Standard Methodology for Analytical Models
In this document, the Standard Methodology for Analytical Models (SMAM) is described. A short overview of the SMAM phases can be found in Table 1. The most frequent used methodology is the Cross Industrial Standard Processes for Data Mining (CRISP-DM), which has several shortcomings that translate into frequent friction points with the business when practitioners start building analytical models.
The document will start with a discussion of the phases of the CRISP-DM and highlight its shortcomings. Subsequently, the phases of the SMAM will be described. A set of tables is provided that can serve as guidance to define the creation of a new analytical model.
In the recent decades, the creation and use of analytical models has become common good in every industry. Analytical models have greatly evolved both in the depths of the mathematical techniques as well as the wide-spread application of the results. The methodology to create analytical models, however, is not well described, as can be seen by the fact that the job of the analytic practitioners (currently called data scientists; older names are statistician, data analyst and data miner) involve a lot of tacit knowledge, practical knowledge not easily reducible to articulated rules. This informality can be seen in many areas of analytical modeling, ranging from the project methodology, the creation of the modeling & validation data, the analytical model-building approaches to model reporting. The focus of this document is project methodology.
The best known project methodology for analytical processes is Cross Industrial Standard Processes for Data Mining (CRISP-DM). This methodology describes six phases that show an iterative approach to the development of analytical models. Although it describes the general approach to analytical model creation (Business understanding, Data understanding, Data preparation, Modeling, Evaluation, Deployment), it lacks nuances that describe how analytical model building in a business context actually flows as an end-to-end process. The effects of the shortcomings of CRISP-DM translate into multiple friction points with the business when practitioners start building analytical models.

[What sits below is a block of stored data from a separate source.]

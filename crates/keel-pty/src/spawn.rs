// Copyright (c) 2024-2026 Martin Schröder <info@swedishembedded.com>
//
// SPDX-License-Identifier: Apache-2.0
use std::sync::{Arc, Mutex};

use anyhow::Context;
use portable_pty::{native_pty_system, CommandBuilder, PtySize};
use tracing::{debug, warn};

use crate::process::PtyProcess;

/// Options for starting an interactive process.
#[derive(Debug, Clone)]
pub struct SpawnOptions {
    pub command: String,
    pub cwd: Option<std::path::PathBuf>,
    pub buffer_size: Option<usize>,
    pub idle_timeout_ms: u64,
    pub rows: u16,
    pub cols: u16,
}

impl Default for SpawnOptions {
    fn default() -> Self {
        Self {
            command: String::new(),
            cwd: None,
            buffer_size: None,
            idle_timeout_ms: 0,
            rows: 24,
            cols: 80,
        }
    }
}

/// Start `command` under a pseudo-terminal and wire its I/O into a
/// [`PtyProcess`].
///
/// The reader runs on a dedicated OS thread — the PTY read is a blocking
/// kernel read and must never sit on the async runtime.  On EOF the child is
/// reaped and the process transitions to `exited`.
pub fn spawn_pty(session_id: &str, opts: SpawnOptions) -> anyhow::Result<Arc<PtyProcess>> {
    let pty_system = native_pty_system();
    let pair = pty_system
        .openpty(PtySize {
            rows: opts.rows,
            cols: opts.cols,
            pixel_width: 0,
            pixel_height: 0,
        })
        .context("opening pty")?;

    let mut builder = shell_command(&opts.command);
    if let Some(cwd) = &opts.cwd {
        builder.cwd(cwd);
    }
    let child = pair
        .slave
        .spawn_command(builder)
        .context("spawning pty command")?;
    drop(pair.slave);

    let mut reader = pair
        .master
        .try_clone_reader()
        .context("cloning pty reader")?;
    let writer = pair.master.take_writer().context("taking pty writer")?;

    let child = Arc::new(Mutex::new(child));
    let killer = child.clone();
    let terminator = Box::new(move || {
        if let Err(e) = killer.lock().expect("pty child poisoned").kill() {
            debug!("pty kill failed (process may have exited): {e}");
        }
    });

    let proc = Arc::new(PtyProcess::new(
        session_id,
        opts.command.clone(),
        true,
        opts.buffer_size,
        opts.idle_timeout_ms,
        Some(Box::new(writer)),
        Some(terminator),
    ));

    // Keep the master alive for the lifetime of the reader thread; dropping
    // it would close the PTY under the child.
    let master = pair.master;
    let reader_proc = proc.clone();
    std::thread::Builder::new()
        .name(format!("pty-read-{}", proc.id))
        .spawn(move || {
            let _master = master;
            let mut buf = [0u8; 8192];
            loop {
                match std::io::Read::read(&mut reader, &mut buf) {
                    Ok(0) => break,
                    Ok(n) => reader_proc.append_output(&buf[..n]),
                    Err(e) => {
                        debug!("pty read ended: {e}");
                        break;
                    }
                }
            }
            let code = child
                .lock()
                .expect("pty child poisoned")
                .wait()
                .map(|status| status.exit_code() as i32)
                .ok();
            reader_proc.mark_exited(code);
        })
        .map_err(|e| {
            warn!("failed to start pty reader thread: {e}");
            anyhow::anyhow!("failed to start pty reader thread: {e}")
        })?;

    Ok(proc)
}

#[cfg(unix)]
fn shell_command(command: &str) -> CommandBuilder {
    let mut builder = CommandBuilder::new("/bin/sh");
    builder.arg("-c");
    builder.arg(command);
    builder
}

#[cfg(windows)]
fn shell_command(command: &str) -> CommandBuilder {
    let mut builder = CommandBuilder::new("cmd.exe");
    builder.arg("/C");
    builder.arg(command);
    builder
}

// ─── Unit tests ──────────────────────────────────────────────────────────────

Shortcomings of the current methodology
Examples of these friction points will be well recognized by data scientists. Not limited to the set of examples given, friction points for the various phases include:
CRISP-DM: Business Understanding
Phase definition: this initial phase focuses on understanding the project objectives and requirements from a business perspective, and then converting this knowledge into a data mining problem definition, and a preliminary plan designed to achieve the objectives.
Issues: this view is often understood as only the data scientist who needs to understand the business issues while the business knowing exactly what they want. In reality, often the business intends to ‘make smarter decisions by using data’, but they lack the understanding of what analytical models are, how they can or should be used and what realistic expectations are around model effectiveness. As such, the business itself needs to transform in order to work with analytical models.
Another issue with the Business Understanding phase is that project objectives and project requirements are usually originating from different parts of the organization. The objectives typically come from a higher management level than the requirements and ignoring this fact, not seldom leads to the situation where after the model has been developed, the end-users of the analytical model are required to post-rationalize the model, which leads to a lot of dissatisfaction.
Phase definition: in this phase, various modeling techniques are selected and applied, and their parameters are calibrated to optimal values3.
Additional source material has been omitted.